GDPR is not a new law, it is an update to existing data protection law, but we are already implementing some aspects as privacy and security are core to our design and principles. Protecting personal data is paramount. We are ISO 27001 compliant and our technology undergoes regular penetration testing by leading security consultancies.
Here is how Yoti puts into practice several key GDPR principles and requirements.
- Privacy by design: Yoti offers out of the box identity verification, authentication and login. It’s a single privacy by design solution that allows you to set up your identity once and then only share the relevant aspects of that identity with peers and organisations.

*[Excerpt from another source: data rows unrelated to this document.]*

#[cfg(test)]
mod tests {
    use super::*;
    use crate::data::model::detectors_from_names;
    use crate::data::source::{ColumnarTable, MemoryResolver};

    const RAW: &str = "data/merge_{sample}:rqDir/zip{detector}";
    const CAL: &str = "data/calib_{sample}:rrqDir/calibzip{detector}";
    const EVT: &str = "data/merge_{sample}:rqDir/eventTree";

    fn policy() -> ModePolicy {
        ModePolicy {
            probe_columns: ["QIS1bias".to_string()].into(),
            normal_optional_columns: ["PAOFamps".to_string()].into(),
            exempt_roles: ["calibrated".to_string()].into(),
            signature: Some(ModeSignature {
                role: "raw".into(),
                column: "DetType".into(),
                allowed: vec![21.0, -999999.0],
            }),
        }
    }

    fn table(columns: &[(&str, f64)], rows: usize) -> ColumnarTable {
        ColumnarTable::new(
            "t",
            columns.iter().map(|(c, v)| (*c, vec![*v; rows])).collect(),
        )
        .unwrap()
    }

    fn dataset(resolver: MemoryResolver, detectors: &[&str]) -> EventDataset {
        EventDataset::new(
            vec!["s".into()],
            detectors_from_names(detectors),
            policy(),
            Box::new(resolver),
        )
    }

    #[test]
    fn missing_probe_column_marks_low_threshold_and_skips_calibrated() {
        let resolver = MemoryResolver::new()
            .with("data/merge_s:rqDir/zip1", table(&[("DetType", 11.0), ("QIS1bias", 2.0)], 4))
            .with("data/merge_s:rqDir/zip2", table(&[("DetType", 21.0), ("PAOFamps", 1.0)], 4))
            .with("data/calib_s:rrqDir/calibzip1", table(&[("psumOF", 5.0)], 4))
            .with("data/calib_s:rrqDir/calibzip2", table(&[("psumOF", 5.0)], 9))
            .with("data/merge_s:rqDir/eventTree", table(&[("SeriesNumber", 1.0)], 4));
        let mut ds = dataset(resolver, &["1", "2"]);

        ds.attach_detector_columns("raw", RAW, &["DetType", "QIS1bias", "PAOFamps"])
            .unwrap();
        ds.attach_detector_columns("calibrated", CAL, &["psumOF"]).unwrap();
        ds.attach_global_columns("event", EVT, &["SeriesNumber"]).unwrap();

        assert_eq!(ds.detectors()[0].mode, DetectorMode::Normal);
        assert_eq!(ds.detectors()[1].mode, DetectorMode::LowThreshold);
        // the 9-row calibrated table of detector 2 is exempt and never counted
        assert_eq!(ds.validate().unwrap(), 4);

        ds.read_row(3).unwrap();
        assert_eq!(ds.detector_value("raw", 1, "PAOFamps").unwrap(), 1.0);
        assert!(ds.detector_row("calibrated", 1).is_none());
        assert!(matches!(
            ds.detector_value("calibrated", 1, "psumOF"),
            Err(BlindError::ColumnNotFound { .. })
        ));
    }

    #[test]
    fn missing_exempt_source_marks_low_threshold() {
        let resolver = MemoryResolver::new()
            .with("data/merge_s:rqDir/zip1", table(&[("DetType", 21.0), ("PAOFamps", 1.0)], 2))
            .with("data/merge_s:rqDir/eventTree", table(&[("SeriesNumber", 1.0)], 2));
        let mut ds = dataset(resolver, &["1"]);

        ds.attach_detector_columns("calibrated", CAL, &["psumOF"]).unwrap();
        assert!(ds.detectors()[0].is_low_threshold());
        ds.attach_detector_columns("raw", RAW, &["DetType", "QIS1bias", "PAOFamps"])
            .unwrap();
        ds.attach_global_columns("event", EVT, &["SeriesNumber"]).unwrap();
        assert_eq!(ds.validate().unwrap(), 2);
    }

    #[test]
    fn missing_required_source_is_not_found() {
        let mut ds = dataset(MemoryResolver::new(), &["1"]);
        assert!(matches!(
            ds.attach_detector_columns("raw", RAW, &["DetType"]),
            Err(BlindError::SourceNotFound { .. })
        ));
        assert!(matches!(
            ds.attach_global_columns("event", EVT, &["SeriesNumber"]),
            Err(BlindError::SourceNotFound { .. })
        ));
    }

    #[test]
    fn missing_plain_column_is_fatal() {
        let resolver = MemoryResolver::new()
            .with("data/merge_s:rqDir/zip1", table(&[("DetType", 11.0), ("QIS1bias", 2.0)], 2));
        let mut ds = dataset(resolver, &["1"]);

        match ds.attach_detector_columns("raw", RAW, &["DetType", "PTOFchisq"]) {
            Err(BlindError::ColumnNotFound { column, .. }) => assert_eq!(column, "PTOFchisq"),
            other => panic!("expected ColumnNotFound, got {other:?}"),
        }
    }

    #[test]
    fn normal_optional_column_is_tolerated_for_normal_detectors_only() {
        let resolver = MemoryResolver::new()
            .with("data/merge_s:rqDir/zip1", table(&[("DetType", 11.0), ("QIS1bias", 2.0)], 2))
            .with("data/merge_s:rqDir/zip2", table(&[("DetType", 21.0)], 2));
        let mut ds = dataset(resolver, &["1", "2"]);

        match ds.attach_detector_columns("raw", RAW, &["DetType", "QIS1bias", "PAOFamps"]) {
            Err(BlindError::ColumnNotFound { column, .. }) => assert_eq!(column, "PAOFamps"),
            other => panic!("expected ColumnNotFound, got {other:?}"),
        }
    }

    #[test]
    fn late_low_threshold_detector_still_needs_its_optional_columns() {
        let resolver = MemoryResolver::new()
            .with("data/merge_s:rqDir/zip1", table(&[("DetType", 21.0), ("QIS1bias", 0.0)], 2));
        let mut ds = dataset(resolver, &["1"]);

        ds.attach_detector_columns("raw", RAW, &["DetType", "QIS1bias", "PAOFamps"])
            .unwrap();
        ds.attach_detector_columns("calibrated", CAL, &["psumOF"]).unwrap();
        assert!(ds.detectors()[0].is_low_threshold());
        assert!(matches!(
            ds.validate(),
            Err(BlindError::ColumnNotFound { ref column, .. }) if column == "PAOFamps"
        ));
    }

    #[test]
    fn low_threshold_signature_is_checked_on_every_row() {
        let raw = ColumnarTable::new(
            "zip1",
            vec![("DetType", vec![21.0, -999999.0, 11.0]), ("PAOFamps", vec![0.0; 3])],
        )
        .unwrap();
        let resolver = MemoryResolver::new().with("data/merge_s:rqDir/zip1", raw);
        let mut ds = dataset(resolver, &["1"]);

        ds.attach_detector_columns("raw", RAW, &["DetType", "QIS1bias", "PAOFamps"])
            .unwrap();
        match ds.validate() {
            Err(BlindError::ModeSignature { row, value, .. }) => {
                assert_eq!(row, 2);
                assert_eq!(value, 11.0);
            }
            other => panic!("expected ModeSignature, got {other:?}"),
        }
    }

    #[test]
    fn row_count_mismatch_is_reported_before_any_read() {
        let resolver = MemoryResolver::new()
            .with("data/merge_s:rqDir/zip1", table(&[("DetType", 11.0), ("QIS1bias", 1.0)], 100))
            .with("data/merge_s:rqDir/eventTree", table(&[("SeriesNumber", 1.0)], 101));
        let mut ds = dataset(resolver, &["1"]);

        ds.attach_detector_columns("raw", RAW, &["DetType", "QIS1bias"]).unwrap();
        ds.attach_global_columns("event", EVT, &["SeriesNumber"]).unwrap();

        match ds.validate() {
            Err(BlindError::RowCountMismatch { expected, found, .. }) => {
                assert_eq!((expected, found), (100, 101));
            }
            other => panic!("expected RowCountMismatch, got {other:?}"),
        }
        assert_eq!(ds.event_count(), 0);
        assert_eq!(ds.detector_row("raw", 0).unwrap().row(), None);
    }

    #[test]
    fn reading_past_the_end_fails() {
        let resolver = MemoryResolver::new()
            .with("data/merge_s:rqDir/eventTree", table(&[("SeriesNumber", 1.0)], 2));
        let mut ds = dataset(resolver, &["1"]);
        ds.attach_global_columns("event", EVT, &["SeriesNumber"]).unwrap();
        assert_eq!(ds.validate().unwrap(), 2);

        ds.read_row(1).unwrap();
        assert!(matches!(ds.read_row(2), Err(BlindError::RowRead { row: 2, .. })));
    }

    #[test]
    fn bad_location_is_a_format_error() {
        let mut ds = dataset(MemoryResolver::new(), &["1"]);
        assert!(matches!(
            ds.attach_detector_columns("raw", "no-table-part", &["DetType"]),
            Err(BlindError::LocationFormat { .. })
        ));
    }
}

- Data minimisation: Yoti doesn’t store photos or copies of your ID document, it extracts the individual details so they are available to share when needed. This means you only share what’s necessary, not the entire contents of your ID document.

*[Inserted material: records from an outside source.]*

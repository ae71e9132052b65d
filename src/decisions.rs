//! Accumulated blinding decisions and the sinks that persist them.
//!
//! Output layout, per sample:
//! ```text
//!   <cut>_<sample>.parquet | .csv   zip<name> ... event   (one row per processed row)
//!   <cut>_<sample>.summary.json     per-series counts
//! ```

use std::fs::File;
use std::path::{Path, PathBuf};
use std::sync::Arc;

use arrow::array::{ArrayRef, BooleanArray};
use arrow::datatypes::{DataType, Field, Schema};
use arrow::record_batch::RecordBatch;
use log::info;
use parquet::arrow::ArrowWriter;
use parquet::file::metadata::KeyValue;
use parquet::file::properties::WriterProperties;
use serde::{Deserialize, Serialize};

use crate::data::model::Detector;
use crate::error::{BlindError, BlindResult};

/// Name of the combined any-detector column.
pub const EVENT_COLUMN: &str = "event";
/// Parquet key-value metadata entry holding the cut name.
pub const CUT_METADATA_KEY: &str = "cut";

// ---------------------------------------------------------------------------
// DecisionTable
// ---------------------------------------------------------------------------

/// One boolean sequence per detector, index-aligned with processed rows.
#[derive(Debug, Clone, Default, PartialEq)]
pub struct DecisionTable {
    detectors: Vec<String>,
    columns: Vec<Vec<bool>>,
}

impl DecisionTable {
    pub fn new(detectors: &[Detector]) -> Self {
        Self {
            detectors: detectors.iter().map(|d| d.name.clone()).collect(),
            columns: vec![Vec::new(); detectors.len()],
        }
    }

    /// Append one row.  A short slice leaves the trailing detectors behind,
    /// which [`DecisionTable::rows`] reports.
    pub fn push(&mut self, blinded: &[bool]) {
        for (column, &value) in self.columns.iter_mut().zip(blinded) {
            column.push(value);
        }
    }

    /// Common length of every detector's sequence.
    pub fn rows(&self) -> BlindResult<usize> {
        let Some(first) = self.columns.first() else {
            return Ok(0);
        };
        let expected = first.len();
        for (name, column) in self.detectors.iter().zip(&self.columns) {
            if column.len() != expected {
                return Err(BlindError::DecisionLengthMismatch {
                    detector: name.clone(),
                    expected,
                    found: column.len(),
                });
            }
        }
        Ok(expected)
    }

    pub fn detector_names(&self) -> &[String] {
        &self.detectors
    }

    pub fn column(&self, detector: usize) -> Option<&[bool]> {
        self.columns.get(detector).map(Vec::as_slice)
    }

    /// Per row, whether any detector is blinded.
    pub fn any_detector(&self) -> BlindResult<Vec<bool>> {
        let rows = self.rows()?;
        Ok((0..rows)
            .map(|row| self.columns.iter().any(|column| column[row]))
            .collect())
    }

    pub fn blinded_events(&self) -> BlindResult<usize> {
        Ok(self.any_detector()?.into_iter().filter(|&b| b).count())
    }

    pub fn column_names(&self) -> Vec<String> {
        self.detectors
            .iter()
            .map(|name| format!("zip{name}"))
            .chain(std::iter::once(EVENT_COLUMN.to_string()))
            .collect()
    }

    pub fn to_record_batch(&self) -> BlindResult<RecordBatch> {
        let event = self.any_detector()?;

        let fields: Vec<Field> = self
            .column_names()
            .into_iter()
            .map(|name| Field::new(name, DataType::Boolean, false))
            .collect();
        let arrays: Vec<ArrayRef> = self
            .columns
            .iter()
            .map(|column| Arc::new(BooleanArray::from(column.clone())) as ArrayRef)
            .chain(std::iter::once(Arc::new(BooleanArray::from(event)) as ArrayRef))
            .collect();

        Ok(RecordBatch::try_new(Arc::new(Schema::new(fields)), arrays)?)
    }
}

// ---------------------------------------------------------------------------
// Sinks
// ---------------------------------------------------------------------------

#[derive(Debug, Clone, Copy, Default, PartialEq, Eq, Serialize, Deserialize)]
#[serde(rename_all = "snake_case")]
pub enum OutputFormat {
    #[default]
    Parquet,
    Csv,
}

impl OutputFormat {
    pub fn extension(self) -> &'static str {
        match self {
            OutputFormat::Parquet => "parquet",
            OutputFormat::Csv => "csv",
        }
    }

    pub fn sink(self, dir: impl Into<PathBuf>) -> Box<dyn DecisionSink> {
        match self {
            OutputFormat::Parquet => Box::new(ParquetSink::new(dir)),
            OutputFormat::Csv => Box::new(CsvSink::new(dir)),
        }
    }
}

/// `<cut>_<sample>.<extension>` inside `dir`.
pub fn output_path(dir: &Path, cut_name: &str, sample: &str, extension: &str) -> PathBuf {
    dir.join(format!("{cut_name}_{sample}.{extension}"))
}

/// Persists one sample's decisions.  Returns the written path.
pub trait DecisionSink {
    fn write(&mut self, cut_name: &str, sample: &str, table: &DecisionTable) -> BlindResult<PathBuf>;
}

pub struct ParquetSink {
    dir: PathBuf,
}

impl ParquetSink {
    pub fn new(dir: impl Into<PathBuf>) -> Self {
        Self { dir: dir.into() }
    }
}

impl DecisionSink for ParquetSink {
    fn write(&mut self, cut_name: &str, sample: &str, table: &DecisionTable) -> BlindResult<PathBuf> {
        let batch = table.to_record_batch()?;
        std::fs::create_dir_all(&self.dir)?;
        let path = output_path(&self.dir, cut_name, sample, OutputFormat::Parquet.extension());

        let props = WriterProperties::builder()
            .set_key_value_metadata(Some(vec![KeyValue::new(
                CUT_METADATA_KEY.to_string(),
                cut_name.to_string(),
            )]))
            .build();
        let file = File::create(&path)?;
        let mut writer = ArrowWriter::try_new(file, batch.schema(), Some(props))?;
        writer.write(&batch)?;
        writer.close()?;

        info!("wrote {} decision rows to {}", batch.num_rows(), path.display());
        Ok(path)
    }
}

/// Writes `1`/`0` cells under the same column names as the Parquet sink.
pub struct CsvSink {
    dir: PathBuf,
}

impl CsvSink {
    pub fn new(dir: impl Into<PathBuf>) -> Self {
        Self { dir: dir.into() }
    }
}

impl DecisionSink for CsvSink {
    fn write(&mut self, cut_name: &str, sample: &str, table: &DecisionTable) -> BlindResult<PathBuf> {
        let event = table.any_detector()?;
        std::fs::create_dir_all(&self.dir)?;
        let path = output_path(&self.dir, cut_name, sample, OutputFormat::Csv.extension());

        let mut writer = csv::Writer::from_path(&path)?;
        writer.write_record(table.column_names())?;
        for (row, &any) in event.iter().enumerate() {
            let cells = table
                .columns
                .iter()
                .map(|column| column[row])
                .chain(std::iter::once(any))
                .map(|b| if b { "1" } else { "0" });
            writer.write_record(cells)?;
        }
        writer.flush()?;

        info!("wrote {} decision rows to {}", event.len(), path.display());
        Ok(path)
    }
}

- Security: Yoti’s security by design stores data in our Tier 3 data centres so your data isn’t at risk if you lose your phone. Each data type (such as name, date of birth, photo) is held separately and encrypted in secure servers which means that there is no way of combining the data to build a full profile. It also means no one has any access to your details except you, as only you have the decryption key to bring your data together. As long as you set up the ‘recovery’ step, you can still recover your account and your data even if you lose your phone.
- Transparency: As you set up and use the app, we set out what information we’re asking for and why. Also, when you use Yoti to share identity details with a third party, we clearly present you with the details requested, and you choose whether to share them. Both you and the third party get a receipt showing what data was shared and when. The setup for an organisation to request details from you using Yoti allows them to provide you with their privacy information.

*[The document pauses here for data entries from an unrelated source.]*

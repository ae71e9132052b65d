//! Event-wide vetoes, checked after every detector has been evaluated.

use super::windows::{self, Reason};
use super::{CutContext, EventVeto};
use crate::error::BlindResult;

/// Veto-shield hits this many microseconds before the trigger clear the event.
pub const VETO_WINDOW_US: f64 = -25.0;
pub const RANDOM_TRIGGER_CATEGORY: f64 = 1.0;
pub const MAX_PHONON_TRIGGER_EXCESS: f64 = 6.0;
pub const MAX_CHARGE_TRIGGER_EXCESS: f64 = 1.0;

pub fn standard_vetoes() -> Vec<Box<dyn EventVeto>> {
    vec![
        Box::new(VetoTiming),
        Box::new(RandomTrigger),
        Box::new(TriggerAsymmetry),
        Box::new(CalibrationBlackout),
    ]
}

pub struct VetoTiming;

impl EventVeto for VetoTiming {
    fn name(&self) -> &'static str {
        "veto_timing"
    }

    fn vetoes(&self, ctx: &CutContext<'_>) -> BlindResult<bool> {
        let time = ctx.event("VTTime20")?;
        Ok(VETO_WINDOW_US < time && time < 0.0)
    }
}

pub struct RandomTrigger;

impl EventVeto for RandomTrigger {
    fn name(&self) -> &'static str {
        "random_trigger"
    }

    fn vetoes(&self, ctx: &CutContext<'_>) -> BlindResult<bool> {
        Ok(ctx.event("EventCategory")? == RANDOM_TRIGGER_CATEGORY)
    }
}

/// Trigger-count definition of a glitch: far more phonon than charge
/// triggers, or the reverse.
pub struct TriggerAsymmetry;

impl EventVeto for TriggerAsymmetry {
    fn name(&self) -> &'static str {
        "trigger_asymmetry"
    }

    fn vetoes(&self, ctx: &CutContext<'_>) -> BlindResult<bool> {
        let phonon = ctx.calibrated_event("ntrigp")?;
        let charge = ctx.calibrated_event("ntrigq")?;
        Ok(MAX_PHONON_TRIGGER_EXCESS < phonon - charge || MAX_CHARGE_TRIGGER_EXCESS < charge - phonon)
    }
}

pub struct CalibrationBlackout;

impl EventVeto for CalibrationBlackout {
    fn name(&self) -> &'static str {
        "calibration_blackout"
    }

    fn vetoes(&self, ctx: &CutContext<'_>) -> BlindResult<bool> {
        let series = ctx.series()?;
        Ok(windows::matching(Reason::CalibrationBlackout, None, series).is_some())
    }
}
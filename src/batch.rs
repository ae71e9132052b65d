//! Blinding every sample of a list, one independent pass each.

use std::collections::BTreeSet;
use std::path::PathBuf;

use log::{error, info, warn};

use crate::config::RunConfig;
use crate::data::dataset::EventDataset;
use crate::data::source::{FsResolver, SourceResolver};
use crate::params::ParameterStore;
use crate::runner::{BlindingRunner, RunError, RunReport};

#[derive(Debug, Default)]
pub struct BatchReport {
    pub succeeded: Vec<(String, RunReport)>,
    pub failed: Vec<(String, RunError)>,
    /// Repeated names, run only once.
    pub skipped: Vec<String>,
    /// Files written by the successful passes.
    pub written: Vec<PathBuf>,
}

impl BatchReport {
    pub fn all_succeeded(&self) -> bool {
        self.failed.is_empty()
    }
}

/// Blind `samples` reading tables from the file system.
pub fn run_batch(config: &RunConfig, samples: &[String], store: &dyn ParameterStore) -> BatchReport {
    run_batch_with(config, samples, store, &|| -> Box<dyn SourceResolver> {
        Box::new(FsResolver)
    })
}

/// As [`run_batch`], with the table resolver supplied per sample.  A sample
/// that fails is logged and skipped; the rest still run.
pub fn run_batch_with(
    config: &RunConfig,
    samples: &[String],
    store: &dyn ParameterStore,
    make_resolver: &dyn Fn() -> Box<dyn SourceResolver>,
) -> BatchReport {
    let mut report = BatchReport::default();
    let mut sink = config.output_format.sink(&config.output_dir);
    let mut seen = BTreeSet::new();
    let chain = config.chain();
    let sources = config.source_specs();
    info!("applying the {chain:?} chain as {}", config.cut_name());

    for sample in samples {
        if !seen.insert(sample.as_str()) {
            warn!("sample {sample} listed twice, skipping");
            report.skipped.push(sample.clone());
            continue;
        }
        info!("blinding sample {sample}");
        let mut dataset = EventDataset::new(
            vec![sample.clone()],
            config.detectors_for(sample),
            chain.policy(),
            make_resolver(),
        );
        let mut runner = BlindingRunner::new(chain.evaluator(), config.run_options());

        let outcome = runner
            .run(&mut dataset, &sources, &config.data_dir, store)
            .and_then(|run| {
                let written = runner.write_outputs(sink.as_mut(), &config.output_dir, sample)?;
                Ok((run, written))
            });

        match outcome {
            Ok((run, written)) => {
                info!(
                    "sample {sample}: {} of {} rows blinded",
                    run.blinded_events, run.rows_processed
                );
                report.written.extend(written);
                report.succeeded.push((sample.clone(), run));
            }
            Err(err) => {
                error!("sample {sample} aborted: {err}");
                report.failed.push((sample.clone(), err));
            }
        }
    }
    report
}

- Your rights: All the information in your Yoti is added by you so you can see it at any time. You can also download your identity details and the receipts provide an audit trail of what information you shared, with who, and when. You can delete your account at any time in the app settings.
- Yoti provides a quick, online, privacy friendly and secure identity verification solution without requiring the collection and storage of copies of ID and other personal documents.